Daily rhythms are a ubiquitous feature of living systems. This circadian clock is responsible for the temporal organization of various functions.
In a new study, scientists from Purdue University discovered that this circadian clock plays a surprisingly significant role in age-related changes in the retina. This internal clock may be critical in advanced age to prevent retinal degeneration and maintain eye health. This internal clock may be essential for preventing retinal degeneration in advanced age and maintaining eye health.
While bright light helps us see better, it also damages our vision. When the retina’s light-sensing cells become over-stimulated from looking at a bright light, they release massive amounts of signaling chemicals, injuring the back of the eye. Hence, our eyes need darkness for better vision.
The clock of our circadian rhythms drives this process. Scientists have found that a disrupted clock can pose a significant risk of retinal degeneration as we age.
Scientists used a genomics/bioinformatics approach to identify transcription factor binding sites with differential activity in aging Drosophila retina outer photoreceptors. The outcomes suggest that Clock and Cycle’s transcription factors – known for their role in circadian rhythm – showed progressive changes in activity with age.
Vikki Weake, associate professor of biochemistry in Purdue University’s College of Agriculture, said, “In our earlier studies, just focusing on gene expression, we were missing part of the story. By looking at changes in chromatin that alter access to the underlying DNA during aging, we were able to identify some of the transcription factors that drive these gene expression changes in the aging eye.”
Their bioinformatics technique called diffTF observes changes in DNA accessibility in chromatin between different conditions. This creates a panel of potential candidates to pursue, unlike a research team that starts with the target gene.
Doctoral student Juan “Jupa,” Jauregui-Lozano said, “Clock and Cycle were known for being master regulators of circadian rhythms, but we saw they also regulate nearly all of the genes involved in sensing light in the retina. When the Clock: Cycle complex is disrupted, flies are susceptible to light-dependent retinal degeneration and light-independent increase of oxidative stress. In humans, disruption of circadian rhythms has been associated with the onset of several age-related eye diseases. This is another piece of the puzzle.”
Weake said, “Regulating the time these proteins are made is important to protect the light-sensing neurons and retain vision. The proteins involved in sensing light are delicate and degrade during the day when they are exposed to light. If the circadian clock is off and these proteins aren’t made at the right time, it’s a problem.”
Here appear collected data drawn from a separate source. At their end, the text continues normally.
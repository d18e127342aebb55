//! The HTTP query façade.
//!
//! JSON read API over the store: exact and prefix search for tuples and
//! individuals. The synchronous store is shared behind a mutex and
//! queried on the blocking pool.

use std::sync::{Arc, Mutex};

use axum::extract::{Path, State};
use axum::http::StatusCode;
use axum::response::{Html, Redirect};
use axum::routing::get;
use axum::{Json, Router};
use tracing::{error, info};

use pdns_core::traits::Store;
use pdns_core::types::{IndividualRow, TupleRow};

type SharedStore = Arc<Mutex<Box<dyn Store>>>;

#[derive(Clone)]
struct AppState {
    store: SharedStore,
}

#[derive(Debug, Clone, Copy)]
enum SearchKind {
    Exact,
    Like,
}

impl SearchKind {
    fn parse(value: &str) -> Option<Self> {
        match value {
            "exact" => Some(Self::Exact),
            "like" => Some(Self::Like),
            _ => None,
        }
    }
}

/// Serve the API on `listen` until the process exits. A bare `:port`
/// listens on all interfaces.
pub fn serve(store: Box<dyn Store>, listen: &str) -> anyhow::Result<()> {
    let addr = normalize_listen(listen);
    let app = router(Arc::new(Mutex::new(store)));
    let runtime = tokio::runtime::Runtime::new()?;
    runtime.block_on(async {
        let listener = tokio::net::TcpListener::bind(&addr).await?;
        info!(%addr, "listening");
        axum::serve(listener, app).await?;
        Ok(())
    })
}

fn router(store: SharedStore) -> Router {
    Router::new()
        .route("/", get(|| async { Redirect::to("/ui/") }))
        .route("/ui/", get(|| async { Html(UI_INDEX) }))
        .route("/dns/{search}/tuples/{query}", get(search_tuples))
        .route("/dns/{search}/individual/{value}", get(search_individual))
        .with_state(AppState { store })
}

fn normalize_listen(listen: &str) -> String {
    match listen.strip_prefix(':') {
        Some(port) => format!("0.0.0.0:{port}"),
        None => listen.to_string(),
    }
}

async fn search_tuples(
    State(state): State<AppState>,
    Path((search, query)): Path<(String, String)>,
) -> Result<Json<Vec<TupleRow>>, (StatusCode, String)> {
    let kind = validate(&search, &query)?;
    let rows = run_query(state.store, move |store| match kind {
        SearchKind::Exact => store.find_tuples(&query),
        SearchKind::Like => store.like_tuples(&query),
    })
    .await?;
    Ok(Json(rows))
}

async fn search_individual(
    State(state): State<AppState>,
    Path((search, value)): Path<(String, String)>,
) -> Result<Json<Vec<IndividualRow>>, (StatusCode, String)> {
    let kind = validate(&search, &value)?;
    let rows = run_query(state.store, move |store| match kind {
        SearchKind::Exact => store.find_individual(&value),
        SearchKind::Like => store.like_individual(&value),
    })
    .await?;
    Ok(Json(rows))
}

fn validate(search: &str, query: &str) -> Result<SearchKind, (StatusCode, String)> {
    let kind = SearchKind::parse(search).ok_or((
        StatusCode::BAD_REQUEST,
        format!("unknown search type {search:?}"),
    ))?;
    if query.is_empty() {
        return Err((StatusCode::BAD_REQUEST, "missing query".to_string()));
    }
    Ok(kind)
}

/// Run a store query on the blocking pool.
async fn run_query<T, F>(store: SharedStore, query: F) -> Result<T, (StatusCode, String)>
where
    T: Send + 'static,
    F: FnOnce(&mut dyn Store) -> Result<T, pdns_core::errors::StorageError> + Send + 'static,
{
    let result = tokio::task::spawn_blocking(move || {
        let mut guard = match store.lock() {
            Ok(guard) => guard,
            Err(poisoned) => poisoned.into_inner(),
        };
        query(guard.as_mut())
    })
    .await;
    match result {
        Ok(Ok(rows)) => Ok(rows),
        Ok(Err(err)) => {
            error!(%err, "store query failed");
            Err((StatusCode::INTERNAL_SERVER_ERROR, err.to_string()))
        }
        Err(join) => {
            error!(%join, "query task failed");
            Err((
                StatusCode::INTERNAL_SERVER_ERROR,
                "query task failed".to_string(),
            ))
        }
    }
}

const UI_INDEX: &str = r#"<!doctype html>
<html>
<head><title>pdns</title></head>
<body>
<h1>pdns</h1>
<p>Passive-DNS query API:</p>
<ul>
<li><code>GET /dns/exact/tuples/{query}</code></li>
<li><code>GET /dns/like/tuples/{query}</code></li>
<li><code>GET /dns/exact/individual/{value}</code></li>
<li><code>GET /dns/like/individual/{value}</code></li>
</ul>
</body>
</html>
"#;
Scientists found this complex controlled gene expression of nearly 20% of the active genes in Drosophila photoreceptors. The study also found the complex was responsible for maintaining global levels of chromatin accessibility in photoreceptors, a critical step in the transcription of genes.
Co-author Hana Hall, research assistant professor of biochemistry at Purdue, said, “We performed light and dark experiments to see the effect on gene transcription. Unlike most cells in the human body, neurons don’t divide and replicate. The death of neurons leads to degenerative disease. Because of this, the cellular processes involved in repairing and regulating them are essential. Proteins achieve this, and genes control which proteins are produced.”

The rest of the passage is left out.